Lara, Leonardo S; Lechuga, Guilherme C; Moreira, Caroline Dos S; Santos, Thaís B; Ferreira, Vitor F; da Rocha, David R; Pereira, Mirian C S.
Afiliação
  • Lara LS; Laboratório de Ultraestrutura Celular, Instituto Oswaldo Cruz, Fiocruz, Av. Brasil 4365 Manguinhos, Rio de Janeiro 21040-900, RJ, Brazil.
  • Lechuga GC; Laboratório de Ultraestrutura Celular, Instituto Oswaldo Cruz, Fiocruz, Av. Brasil 4365 Manguinhos, Rio de Janeiro 21040-900, RJ, Brazil.
  • Moreira CDS; Departamento de Química Orgânica, Instituto de Química, Universidade Federal Fluminense, Rua Outeiro São João Batista, Niterói 24020-141, Rio de Janeiro, Brazil.
  • Santos TB; Departamento de Química Orgânica, Instituto de Química, Universidade Federal Fluminense, Rua Outeiro São João Batista, Niterói 24020-141, Rio de Janeiro, Brazil.
  • Ferreira VF; Departamento de Química Orgânica, Instituto de Química, Universidade Federal Fluminense, Rua Outeiro São João Batista, Niterói 24020-141, Rio de Janeiro, Brazil.
  • da Rocha DR; Departamento de Química Orgânica, Instituto de Química, Universidade Federal Fluminense, Rua Outeiro São João Batista, Niterói 24020-141, Rio de Janeiro, Brazil.
  • Pereira MCS; Laboratório de Ultraestrutura Celular, Instituto Oswaldo Cruz, Fiocruz, Av. Brasil 4365 Manguinhos, Rio de Janeiro 21040-900, RJ, Brazil.

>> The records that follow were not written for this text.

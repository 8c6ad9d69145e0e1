//! Promotion Models

use bengkel::{
    products::ProductId,
    promotions::{Promotion, PromotionDiscount, PromotionId},
};
use jiff::civil::Date;
use rust_decimal::Decimal;
use serde::Deserialize;
use serde_json::{Value, json};

use crate::{
    api::{DecodeError, ValidationError, lenient},
    domain::products::models::{ProductPayload, into_products},
};

#[derive(Debug, Deserialize)]
pub(crate) struct PromotionPayload {
    id: PromotionId,
    name: String,
    discount_type: String,
    discount_value: Decimal,

    #[serde(deserialize_with = "lenient::date_from_any")]
    start_date: Date,

    #[serde(deserialize_with = "lenient::date_from_any")]
    end_date: Date,

    #[serde(default = "active_by_default", deserialize_with = "lenient::bool_from_any")]
    is_active: bool,

    #[serde(default)]
    products: Option<Vec<ProductPayload>>,
}

const fn active_by_default() -> bool {
    true
}

impl TryFrom<PromotionPayload> for Promotion {
    type Error = DecodeError;

    fn try_from(payload: PromotionPayload) -> Result<Self, Self::Error> {
        Ok(Self {
            id: payload.id,
            name: payload.name,
            discount: PromotionDiscount::from_parts(
                payload.discount_type.trim(),
                payload.discount_value,
            )?,
            start_date: payload.start_date,
            end_date: payload.end_date,
            is_active: payload.is_active,
            products: into_products(payload.products.unwrap_or_default())?,
        })
    }
}

/// Admin promotion form.
#[derive(Debug, Clone, PartialEq)]
pub struct PromotionDraft {
    pub name: String,
    pub discount: PromotionDiscount,
    pub start_date: Date,
    pub end_date: Date,
    pub is_active: bool,
    pub product_ids: Vec<ProductId>,
}

impl PromotionDraft {
    /// # Errors
    ///
    /// Returns an error for a blank name or an end date before the start.
    pub fn validate(&self) -> Result<(), ValidationError> {
        if self.name.trim().is_empty() {
            return Err(ValidationError::Required("promotion name"));
        }

        if self.end_date < self.start_date {
            return Err(ValidationError::DateRange);
        }

        Ok(())
    }

    pub(crate) fn to_json(&self) -> Value {
        json!({
            "name": self.name.trim(),
            "discount_type": self.discount.kind(),
            "discount_value": self.discount.value(),
            "start_date": self.start_date.to_string(),
            "end_date": self.end_date.to_string(),
            "is_active": self.is_active,
            "product_ids": self.product_ids,
        })
    }
}

#[cfg(test)]
mod tests {
    use bengkel::money::rupiah;
    use jiff::civil::date;
    use serde_json::json;
    use testresult::TestResult;

    use crate::domain::products::models::test_support::product_json;

    use super::*;

    fn decode(value: Value) -> Result<Promotion, DecodeError> {
        let payload: PromotionPayload = serde_json::from_value(value)?;

        Promotion::try_from(payload)
    }

    #[test]
    fn promotions_decode_with_their_products() -> TestResult {
        let promotion = decode(json!({
            "id": 3,
            "name": "Promo Lebaran",
            "discount_type": "fixed",
            "discount_value": "15000.00",
            "start_date": "2025-03-01T00:00:00.000000Z",
            "end_date": "2025-03-31",
            "is_active": 1,
            "products": [product_json(1, "50000")],
        }))?;

        assert_eq!(promotion.discount, PromotionDiscount::fixed(rupiah(15_000))?);
        assert_eq!(promotion.start_date, date(2025, 3, 1));
        assert!(promotion.is_active);

        let prices = promotion.resolved_prices(date(2025, 3, 15))?;
        let first = prices.first().map(|(_, resolved)| *resolved);

        assert_eq!(first.map(|resolved| resolved.final_price), Some(rupiah(35_000)));
        assert_eq!(first.map(|resolved| resolved.discount_percent), Some(30));

        Ok(())
    }

    #[test]
    fn unknown_discount_types_are_rejected() {
        let result = decode(json!({
            "id": 3,
            "name": "Aneh",
            "discount_type": "bogo",
            "discount_value": 1,
            "start_date": "2025-03-01",
            "end_date": "2025-03-31",
        }));

        assert!(matches!(result, Err(DecodeError::Pricing(_))));
    }

    #[test]
    fn drafts_reject_inverted_date_ranges() -> TestResult {
        let draft = PromotionDraft {
            name: "Promo Akhir Tahun".to_string(),
            discount: PromotionDiscount::percentage(Decimal::from(10))?,
            start_date: date(2025, 12, 31),
            end_date: date(2025, 12, 1),
            is_active: true,
            product_ids: vec![ProductId::new(1)],
        };

        assert_eq!(draft.validate(), Err(ValidationError::DateRange));

        Ok(())
    }

    #[test]
    fn drafts_serialize_in_the_api_shape() -> TestResult {
        let draft = PromotionDraft {
            name: " Promo Oli ".to_string(),
            discount: PromotionDiscount::percentage(Decimal::from(20))?,
            start_date: date(2025, 3, 1),
            end_date: date(2025, 3, 31),
            is_active: false,
            product_ids: vec![ProductId::new(4), ProductId::new(9)],
        };

        let body = draft.to_json();

        assert_eq!(body["name"], "Promo Oli");
        assert_eq!(body["discount_type"], "percentage");
        assert_eq!(body["start_date"], "2025-03-01");
        assert_eq!(body["product_ids"], json!([4, 9]));

        Ok(())
    }
}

Molecules ; 26(2)2021 Jan 15.
Article em En | MEDLINE | ID: mdl-33467422
ABSTRACT
Chagas disease (CD) still represents a serious public health problem in Latin America, even after more than 100 years of its discovery. Clinical treatments (nifurtimox and benznidazole) are considered inadequate, especially because of undesirable side effects and low efficacy in the chronic stages of the disease, highlighting the urgency for discovering new effective and safe drugs. A small library of compounds (1a-i and 2a-j) was designed based on the structural optimization of a Hit compound derived from 1,4-naphthoquinones (C2) previously identified. The biological activity, structure-activity relationship (SAR), and the in silico physicochemical profiles of the naphthoquinone derivatives were analyzed. Most modifications resulted in increased trypanocidal activity but some substitutions also increased toxicity. The data reinforce the importance of the chlorine atom in the thiophenol benzene ring for trypanocidal activity, highlighting 1g, which exhibit a drug-likeness profile, as a promising compound against Trypanosoma cruzi. SAR analysis also revealed 1g as cliff generator in the structure-activity similarity map (SAS maps). However, compounds C2 and 1g were unable to reduce parasite load, and did not prevent mouse mortality in T. cruzi acute infection. Phenotypic screening and computational analysis have provided relevant information to advance the optimization and design of new 1,4-naphthoquinone derivatives with a better pharmacological profile.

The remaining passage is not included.